Dr. Robert Hollenhorst, pioneering ophthalmologist

  • Article by: BEN COHEN , Star Tribune
  • Updated: January 20, 2008 - 6:59 PM

The Mayo Clinic physician discovered clues in the eyes that helped diagnose stroke and coronary diseases.

Dr. Robert Hollenhorst of Rochester discovered a way to diagnose stroke and coronary diseases by looking into a patient's eye.

Hollenhorst did research on the crystals that lodge in the small arteries in the eye's retina. After he established what the crystals, or cholesterol plaques, were, they became useful in diagnosing other diseases.

Hollenhorst, for whom Hollenhorst plaques are named, died at his Rochester home on Jan. 10. The award-winning Mayo Clinic ophthalmologist was 94.

Hollenhorst's son, Dr. Robert Hollenhorst of Duluth, studied several months with his father at Mayo when he was serving his residency in ophthalmology.

"He was a great teacher, and his knowledge was limitless," said his son. "It was a joy to work with him."

The elder Hollenhorst wrote more than 90 scientific papers, made advances in neuro-ophthalmology, and led national medical associations.

He was awarded the Howe Medal for his work, a "rare" honor, said his son.
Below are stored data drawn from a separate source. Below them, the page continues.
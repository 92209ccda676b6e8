//! Main controller implementation.
//!
//! This module contains the `Controller` struct that wires the collaborators
//! together at startup and runs the two long-lived activities: the
//! reconciliation scheduler and the liveness endpoint.

use crate::config::SyncConfig;
use crate::error::ControllerError;
use crate::gateway::{GatewayInventory, prepare_gateway};
use crate::health;
use crate::reconciler::Reconciler;
use crate::scheduler::Scheduler;
use crate::source::{KubeWorkloadSource, SourceInventory};
use jumpserver_client::JumpServerClient;
use kube::config::{KubeConfigOptions, Kubeconfig};
use kube::{Client, Config};
use std::net::SocketAddr;
use std::path::Path;
use std::sync::Arc;
use tokio::sync::watch;
use tracing::{error, info, warn};

/// Main controller for pod to asset synchronization.
pub struct Controller {
    scheduler: Scheduler,
    listen_addr: SocketAddr,
}

impl Controller {
    /// Connect to both systems and run the startup checks. Any failure here
    /// is fatal.
    pub async fn new(config: SyncConfig) -> Result<Self, ControllerError> {
        info!("Initializing pod-sync controller");

        let kube_client = build_kube_client(config.kubeconfig.as_deref()).await?;

        let jumpserver_client = JumpServerClient::new(
            config.jumpserver_url.clone(),
            config.username.clone(),
            config.password.clone(),
            config.request_timeout,
        )?;
        let admin_user_id = prepare_gateway(&jumpserver_client, &config).await.map_err(|e| {
            error!("JumpServer startup checks failed: {}", e);
            error!("Please ensure:");
            error!("  1. JMS_USERNAME and JMS_PASSWORD are correct");
            error!("  2. JumpServer is reachable at {}", config.jumpserver_url);
            error!("  3. JMS_ADMIN_USER and JMS_ASSET_PRINCIPAL, when set, exist in JumpServer");
            e
        })?;

        let source = SourceInventory::new(
            Arc::new(KubeWorkloadSource::new(kube_client)),
            config.namespace.clone(),
            config.label_selector.clone(),
            config.ssh_port_name_prefix.clone(),
            config.platform.clone(),
            config.request_timeout,
        );
        let gateway = GatewayInventory::new(
            Arc::new(jumpserver_client),
            admin_user_id,
            config.request_timeout,
        );
        let reconciler = Reconciler::new(
            source,
            gateway,
            config.principal.clone(),
            config.max_concurrent_ops,
        );

        Ok(Self {
            scheduler: Scheduler::new(Arc::new(reconciler), config.interval),
            listen_addr: config.listen_addr,
        })
    }

    /// Run until SIGINT/SIGTERM, or until the liveness server fails.
    pub async fn run(self) -> Result<(), ControllerError> {
        let (shutdown_tx, shutdown_rx) = watch::channel(false);

        let scheduler = self.scheduler;
        let scheduler_rx = shutdown_rx.clone();
        let mut scheduler_task = tokio::spawn(async move { scheduler.run(scheduler_rx).await });
        let mut health_task = tokio::spawn(health::serve(self.listen_addr, shutdown_rx));

        info!("Controller running");

        let mut health_result = None;
        tokio::select! {
            _ = shutdown_signal() => {}
            result = &mut health_task => {
                health_result = Some(result);
            }
            result = &mut scheduler_task => {
                warn!("Reconciliation loop exited unexpectedly: {:?}", result);
            }
        }

        let _ = shutdown_tx.send(true);

        let health_result = match health_result {
            Some(result) => result,
            None => health_task.await,
        };
        if !scheduler_task.is_finished() {
            match scheduler_task.await {
                Ok(cycles) => info!(cycles, "Reconciliation loop drained"),
                Err(e) => error!("Reconciliation task failed: {}", e),
            }
        }

        info!("Controller stopped");
        health_result.map_err(|e| ControllerError::Server(e.to_string()))?
    }
}

/// In-cluster configuration first, then the kubeconfig.
async fn build_kube_client(kubeconfig: Option<&Path>) -> Result<Client, ControllerError> {
    let config = match Config::incluster() {
        Ok(config) => {
            info!("Using in-cluster Kubernetes configuration");
            config
        }
        Err(in_cluster_err) => {
            info!(error = %in_cluster_err, "Not running in a cluster, loading kubeconfig");
            let kubeconfig = load_kubeconfig(kubeconfig)?;
            Config::from_custom_kubeconfig(kubeconfig, &KubeConfigOptions::default())
                .await
                .map_err(|e| ControllerError::InvalidConfig(format!("invalid kubeconfig: {}", e)))?
        }
    };
    Ok(Client::try_from(config)?)
}

/// An explicit path is read as a single file. Otherwise the `KUBECONFIG`
/// list is merged, falling back to $HOME/.kube/config.
fn load_kubeconfig(path: Option<&Path>) -> Result<Kubeconfig, ControllerError> {
    match path {
        Some(path) => {
            info!("Using kubeconfig {}", path.display());
            Kubeconfig::read_from(path).map_err(|e| {
                ControllerError::InvalidConfig(format!("cannot read kubeconfig {}: {}", path.display(), e))
            })
        }
        None => Kubeconfig::read()
            .map_err(|e| ControllerError::InvalidConfig(format!("cannot load kubeconfig: {}", e))),
    }
}

/// Resolves on SIGINT or SIGTERM.
async fn shutdown_signal() {
    let ctrl_c = async {
        if let Err(e) = tokio::signal::ctrl_c().await {
            error!("Failed to listen for Ctrl+C: {}", e);
            std::future::pending::<()>().await;
        }
    };

    #[cfg(unix)]
    let terminate = async {
        match tokio::signal::unix::signal(tokio::signal::unix::SignalKind::terminate()) {
            Ok(mut sigterm) => {
                sigterm.recv().await;
            }
            Err(e) => {
                error!("Failed to install SIGTERM handler: {}", e);
                std::future::pending::<()>().await;
            }
        }
    };

    #[cfg(not(unix))]
    let terminate = std::future::pending::<()>();

    tokio::select! {
        _ = ctrl_c => {
            info!("Received Ctrl+C, initiating graceful shutdown");
        }
        _ = terminate => {
            info!("Received terminate signal, initiating graceful shutdown");
        }
    }
}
For 30 years, he was the consulting ophthalmologist to Minnesota State Services for the Blind, and he was an active leader in the state's Preschool Medical Survey of Vision and Hearing.
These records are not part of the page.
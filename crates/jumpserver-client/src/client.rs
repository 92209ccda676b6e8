//! JumpServer API client
//!
//! Implements the JumpServer REST API v1 client for asset operations.
//! Based on the JumpServer API structure: /api/v1/assets/assets/ and
//! /api/v1/assets/asset-users/

use crate::common::HttpClient;
use crate::error::JumpServerError;
use crate::jumpserver_trait::JumpServerClientTrait;
use crate::models::*;
use reqwest::Client;
use std::time::Duration;
use tracing::debug;

/// Page size used for listings. Large enough that a single page normally
/// holds the whole inventory; `next` links are still followed.
pub const LIST_PAGE_SIZE: u32 = 65535;

/// JumpServer API client
pub struct JumpServerClient {
    http: HttpClient,
}

impl JumpServerClient {
    /// Create a new JumpServer client
    ///
    /// # Arguments
    /// * `base_url` - API base URL including the version segment (e.g., "http://jms:80/api/v1")
    /// * `username` / `password` - credentials used to obtain session tokens
    /// * `timeout` - bound applied to every HTTP request
    pub fn new(
        base_url: String,
        username: String,
        password: String,
        timeout: Duration,
    ) -> Result<Self, JumpServerError> {
        let client = Client::builder()
            .timeout(timeout)
            .build()
            .map_err(JumpServerError::Http)?;

        Ok(Self {
            http: HttpClient::new(client, base_url, username, password),
        })
    }

    /// Get the base URL
    pub fn base_url(&self) -> &str {
        self.http.base_url()
    }

    /// Authenticate eagerly so bad credentials surface before any sync work.
    pub async fn validate_credentials(&self) -> Result<(), JumpServerError> {
        debug!("Validating JumpServer credentials and connectivity");
        self.http.authenticate().await?;
        debug!("Credentials validated successfully");
        Ok(())
    }

    /// List every asset
    pub async fn list_assets(&self) -> Result<Vec<Asset>, JumpServerError> {
        let limit = LIST_PAGE_SIZE.to_string();
        self.query_assets(&[("offset", "0"), ("limit", &limit)]).await
    }

    /// Query assets by filter (e.g., [("hostname", "pod-a__web__ssh")])
    pub async fn query_assets(&self, filters: &[(&str, &str)]) -> Result<Vec<Asset>, JumpServerError> {
        let mut url = self.http.build_url("/assets/assets/");
        if !filters.is_empty() {
            url = format!("{}?{}", url, self.http.build_query_string(filters));
        }
        debug!("Querying assets with filters: {:?}", filters);
        self.http.fetch_all_pages(url).await
    }

    /// Find the asset with exactly this hostname
    ///
    /// # Returns
    /// * `Ok(Some(Asset))` - The asset if found
    /// * `Ok(None)` - If no asset has that hostname
    /// * `Err(JumpServerError)` - If the request fails
    pub async fn get_asset_by_hostname(&self, hostname: &str) -> Result<Option<Asset>, JumpServerError> {
        let limit = LIST_PAGE_SIZE.to_string();
        let assets = self
            .query_assets(&[("hostname", hostname), ("offset", "0"), ("limit", &limit)])
            .await?;
        // The hostname filter is exact upstream, but older releases treat it
        // as a substring search.
        Ok(assets.into_iter().find(|a| a.hostname == hostname))
    }

    /// Create an asset
    ///
    /// # Returns
    /// * `Ok(Asset)` - The created asset, carrying its JumpServer id
    /// * `Err(JumpServerError::Conflict)` - If the hostname is already registered
    pub async fn create_asset(&self, request: &CreateAssetRequest) -> Result<Asset, JumpServerError> {
        if request.hostname.is_empty() {
            return Err(JumpServerError::InvalidRequest("asset hostname is empty".to_string()));
        }
        debug!("Creating asset {} ({}:{})", request.hostname, request.ip, request.port);
        let body = serde_json::to_value(request)?;
        self.http.post("/assets/assets/", &body).await
    }

    /// Delete an asset by id
    pub async fn delete_asset(&self, id: &str) -> Result<(), JumpServerError> {
        debug!("Deleting asset: {}", id);
        self.http.delete(&format!("/assets/assets/{}/", id)).await
    }

    /// Bind an asset to a user so the user can log in to it
    pub async fn bind_asset_to_user(&self, username: &str, asset_id: &str) -> Result<(), JumpServerError> {
        debug!("Binding asset {} to user {}", asset_id, username);
        let body = serde_json::to_value(AssetUser {
            username: username.to_string(),
            asset: asset_id.to_string(),
        })?;
        let _: serde_json::Value = self.http.post("/assets/asset-users/", &body).await?;
        Ok(())
    }

    /// Resolve an admin user's id from its name
    pub async fn get_admin_user_id(&self, name: &str) -> Result<String, JumpServerError> {
        let mut url = self.http.build_url("/assets/admin-users/");
        url = format!("{}?{}", url, self.http.build_query_string(&[("name", name)]));
        let users: Vec<AdminUser> = self.http.fetch_all_pages(url).await?;
        users
            .into_iter()
            .find(|u| u.name == name)
            .map(|u| u.id)
            .ok_or_else(|| JumpServerError::NotFound(format!("admin user {}", name)))
    }

    /// Find a user by username
    pub async fn get_user_by_username(&self, username: &str) -> Result<Option<User>, JumpServerError> {
        let mut url = self.http.build_url("/users/users/");
        url = format!("{}?{}", url, self.http.build_query_string(&[("username", username)]));
        let users: Vec<User> = self.http.fetch_all_pages(url).await?;
        Ok(users.into_iter().find(|u| u.username == username))
    }
}

#[async_trait::async_trait]
impl JumpServerClientTrait for JumpServerClient {
    fn base_url(&self) -> &str {
        self.base_url()
    }

    async fn validate_credentials(&self) -> Result<(), JumpServerError> {
        self.validate_credentials().await
    }

    async fn list_assets(&self) -> Result<Vec<Asset>, JumpServerError> {
        self.list_assets().await
    }

    async fn get_asset_by_hostname(&self, hostname: &str) -> Result<Option<Asset>, JumpServerError> {
        self.get_asset_by_hostname(hostname).await
    }

    async fn create_asset(&self, request: &CreateAssetRequest) -> Result<Asset, JumpServerError> {
        self.create_asset(request).await
    }

    async fn delete_asset(&self, id: &str) -> Result<(), JumpServerError> {
        self.delete_asset(id).await
    }

    async fn bind_asset_to_user(&self, username: &str, asset_id: &str) -> Result<(), JumpServerError> {
        self.bind_asset_to_user(username, asset_id).await
    }

    async fn get_admin_user_id(&self, name: &str) -> Result<String, JumpServerError> {
        self.get_admin_user_id(name).await
    }

    async fn get_user_by_username(&self, username: &str) -> Result<Option<User>, JumpServerError> {
        self.get_user_by_username(username).await
    }
}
In 1941, the St. Cloud native graduated from the University of Minnesota School of Medicine.

During World War II, he served in the Army as a physician, making amphibious landings in New Guinea and the Philippines. He received the Bronze Star.
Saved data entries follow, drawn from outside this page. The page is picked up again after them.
impl SpriteRenderer {
    pub async fn new(window: Arc<Window>, clear_color: [u8; 4]) -> Result<Self, GpuError> {
        let size = window.inner_size();

        let instance = wgpu::Instance::new(&wgpu::InstanceDescriptor {
            backends: wgpu::Backends::PRIMARY,
            ..Default::default()
        });

        let surface = instance.create_surface(window.clone())?;

        let adapter = instance
            .request_adapter(&wgpu::RequestAdapterOptions {
                power_preference: wgpu::PowerPreference::default(),
                compatible_surface: Some(&surface),
                force_fallback_adapter: false,
            })
            .await?;

        let info = adapter.get_info();
        log::info!("using adapter {} ({:?})", info.name, info.backend);

        let (device, queue) = adapter
            .request_device(&wgpu::DeviceDescriptor {
                label: Some("Sprite Device"),
                required_features: wgpu::Features::empty(),
                required_limits: wgpu::Limits::default(),
                memory_hints: Default::default(),
                trace: Default::default(),
                experimental_features: Default::default(),
            })
            .await?;

        let surface_caps = surface.get_capabilities(&adapter);
        // Blend in gamma space, like a classic 2D renderer.
        let surface_format = surface_caps
            .formats
            .iter()
            .find(|f| !f.is_srgb())
            .or_else(|| surface_caps.formats.first())
            .copied()
            .ok_or(GpuError::NoSurfaceFormat)?;
        let alpha_mode = if surface_caps
            .alpha_modes
            .contains(&wgpu::CompositeAlphaMode::Opaque)
        {
            wgpu::CompositeAlphaMode::Opaque
        } else {
            wgpu::CompositeAlphaMode::Auto
        };
        log::info!("surface format {:?}, {}x{}", surface_format, size.width, size.height);

        let config = wgpu::SurfaceConfiguration {
            usage: wgpu::TextureUsages::RENDER_ATTACHMENT,
            format: surface_format,
            width: size.width.max(1),
            height: size.height.max(1),
            present_mode: wgpu::PresentMode::AutoVsync,
            alpha_mode,
            view_formats: vec![],
            desired_maximum_frame_latency: 2,
        };
        surface.configure(&device, &config);

        let uniforms = Uniforms {
            viewport: logical_viewport(size, window.scale_factor()),
            _padding: [0.0; 2],
        };

        let uniform_buffer = device.create_buffer_init(&wgpu::util::BufferInitDescriptor {
            label: Some("Uniform Buffer"),
            contents: bytemuck::cast_slice(&[uniforms]),
            usage: wgpu::BufferUsages::UNIFORM | wgpu::BufferUsages::COPY_DST,
        });

        let uniform_bind_group_layout =
            device.create_bind_group_layout(&wgpu::BindGroupLayoutDescriptor {
                label: Some("Uniform Bind Group Layout"),
                entries: &[wgpu::BindGroupLayoutEntry {
                    binding: 0,
                    visibility: wgpu::ShaderStages::VERTEX,
                    ty: wgpu::BindingType::Buffer {
                        ty: wgpu::BufferBindingType::Uniform,
                        has_dynamic_offset: false,
                        min_binding_size: None,
                    },
                    count: None,
                }],
            });

        let uniform_bind_group = device.create_bind_group(&wgpu::BindGroupDescriptor {
            label: Some("Uniform Bind Group"),
            layout: &uniform_bind_group_layout,
            entries: &[wgpu::BindGroupEntry {
                binding: 0,
                resource: uniform_buffer.as_entire_binding(),
            }],
        });

        let texture_bind_group_layout =
            device.create_bind_group_layout(&wgpu::BindGroupLayoutDescriptor {
                label: Some("Sprite Texture Bind Group Layout"),
                entries: &[
                    wgpu::BindGroupLayoutEntry {
                        binding: 0,
                        visibility: wgpu::ShaderStages::FRAGMENT,
                        ty: wgpu::BindingType::Texture {
                            sample_type: wgpu::TextureSampleType::Float { filterable: true },
                            view_dimension: wgpu::TextureViewDimension::D2,
                            multisampled: false,
                        },
                        count: None,
                    },
                    wgpu::BindGroupLayoutEntry {
                        binding: 1,
                        visibility: wgpu::ShaderStages::FRAGMENT,
                        ty: wgpu::BindingType::Sampler(wgpu::SamplerBindingType::Filtering),
                        count: None,
                    },
                ],
            });

        // Linear filtering when sprites are scaled.
        let sampler = device.create_sampler(&wgpu::SamplerDescriptor {
            label: Some("Sprite Sampler"),
            mag_filter: wgpu::FilterMode::Linear,
            min_filter: wgpu::FilterMode::Linear,
            ..Default::default()
        });

        let shader = device.create_shader_module(wgpu::ShaderModuleDescriptor {
            label: Some("Sprite Shader"),
            source: wgpu::ShaderSource::Wgsl(SPRITE_SHADER.into()),
        });

        let pipeline_layout = device.create_pipeline_layout(&wgpu::PipelineLayoutDescriptor {
            label: Some("Sprite Pipeline Layout"),
            bind_group_layouts: &[&uniform_bind_group_layout, &texture_bind_group_layout],
            push_constant_ranges: &[],
        });

        let alpha_pipeline =
            create_sprite_pipeline(&device, &pipeline_layout, &shader, config.format, BlendMode::Alpha);
        let additive_pipeline =
            create_sprite_pipeline(&device, &pipeline_layout, &shader, config.format, BlendMode::Additive);

        let instance_buffer = create_instance_buffer(&device, INITIAL_INSTANCE_CAPACITY);

        Ok(Self {
            window,
            surface,
            device,
            queue,
            config,
            alpha_pipeline,
            additive_pipeline,
            texture_bind_group_layout,
            sampler,
            uniform_buffer,
            uniform_bind_group,
            instance_buffer,
            instance_capacity: INITIAL_INSTANCE_CAPACITY,
            textures: Vec::new(),
            sprites: SpriteQueue::default(),
            clear_color: to_wgpu_color(clear_color),
        })
    }

    pub fn resize(&mut self, new_size: PhysicalSize<u32>) {
        if new_size.width > 0 && new_size.height > 0 {
            self.config.width = new_size.width;
            self.config.height = new_size.height;
            self.surface.configure(&self.device, &self.config);

            let uniforms = Uniforms {
                viewport: logical_viewport(new_size, self.window.scale_factor()),
                _padding: [0.0; 2],
            };
            self.queue
                .write_buffer(&self.uniform_buffer, 0, bytemuck::cast_slice(&[uniforms]));
            log::info!("resized to {}x{}", new_size.width, new_size.height);
        }
    }

    /// Upload a decoded image and return its handle.
    pub fn upload_texture(&mut self, image: &SpriteImage, blend: BlendMode) -> TextureHandle {
        let size = wgpu::Extent3d {
            width: image.width,
            height: image.height,
            depth_or_array_layers: 1,
        };
        let texture = self.device.create_texture(&wgpu::TextureDescriptor {
            label: Some("Sprite Texture"),
            size,
            mip_level_count: 1,
            sample_count: 1,
            dimension: wgpu::TextureDimension::D2,
            format: wgpu::TextureFormat::Rgba8Unorm,
            usage: wgpu::TextureUsages::TEXTURE_BINDING | wgpu::TextureUsages::COPY_DST,
            view_formats: &[],
        });
        self.queue.write_texture(
            wgpu::TexelCopyTextureInfo {
                texture: &texture,
                mip_level: 0,
                origin: wgpu::Origin3d::ZERO,
                aspect: wgpu::TextureAspect::All,
            },
            &image.data,
            wgpu::TexelCopyBufferLayout {
                offset: 0,
                bytes_per_row: Some(image.bytes_per_row()),
                rows_per_image: Some(image.height),
            },
            size,
        );

        let view = texture.create_view(&wgpu::TextureViewDescriptor::default());
        let bind_group = self.device.create_bind_group(&wgpu::BindGroupDescriptor {
            label: Some("Sprite Texture Bind Group"),
            layout: &self.texture_bind_group_layout,
            entries: &[
                wgpu::BindGroupEntry {
                    binding: 0,
                    resource: wgpu::BindingResource::TextureView(&view),
                },
                wgpu::BindGroupEntry {
                    binding: 1,
                    resource: wgpu::BindingResource::Sampler(&self.sampler),
                },
            ],
        });

        let handle = TextureHandle(self.textures.len() as u32);
        self.textures.push(GpuTexture { bind_group, blend });
        handle
    }

    fn upload_instances(&mut self) {
        let needed = self.sprites.instances.len();
        if needed == 0 {
            return;
        }
        if needed > self.instance_capacity {
            self.instance_capacity = needed.next_power_of_two();
            self.instance_buffer = create_instance_buffer(&self.device, self.instance_capacity);
            log::debug!("grew sprite instance buffer to {}", self.instance_capacity);
        }
        self.queue.write_buffer(
            &self.instance_buffer,
            0,
            bytemuck::cast_slice(&self.sprites.instances),
        );
    }
}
In the late 1940s, he did graduate medical studies at Mayo, and joined its staff in 1949.

In his early days, he performed many eye surgeries, but later turned to research and working with patients.

Dr. David Hanlon, retired Mayo hematologist, said Hollenhorst "loved" the clinic.

"He was quiet and unassuming but a very talented person," said Hanlon. "He made time for his friends, too."

His son, Thomas, of St. Louis Park, recalled the family singing and playing musical instruments together. And for many years, Hollenhorst was the soloist at Rochester's Church of St. John the Evangelist.

"Despite all the work, he was always there as a father," said his son.

He retired around 1980, living near Brainerd, where he enjoyed driving his boat and towing all the water skiers in his large family. In 1996, he moved back to Rochester.

His wife of 68 years, Alice, died in December. His son, the Rev. Mark Hollenhorst, died in 1993, and his son, Stephen Holllenhorst, died in 2000.

In addition to Tom and Robert, he is survived by sons Michael of Orono, John of Salt Lake City, and James of Saratoga, Calif.; daughters Mary Lazarus of Millbrae, Calif., and Kathleen Pohly of Pagosa Springs, Colo.; brother Dr. G. Donald Hollenhorst of Zion, Ill.; sisters Virginia Pleas of Seattle, Sister Bernice of Notre Dame, Ind., Edith Hering of Kailua Kona, Hawaii, and Elaine McKinley of Bay Village, Ohio; 21 grandchildren, and 13 great-grandchildren.

Services will be held at 11 a.m. on June 18 at the Fort Snelling Historic Chapel.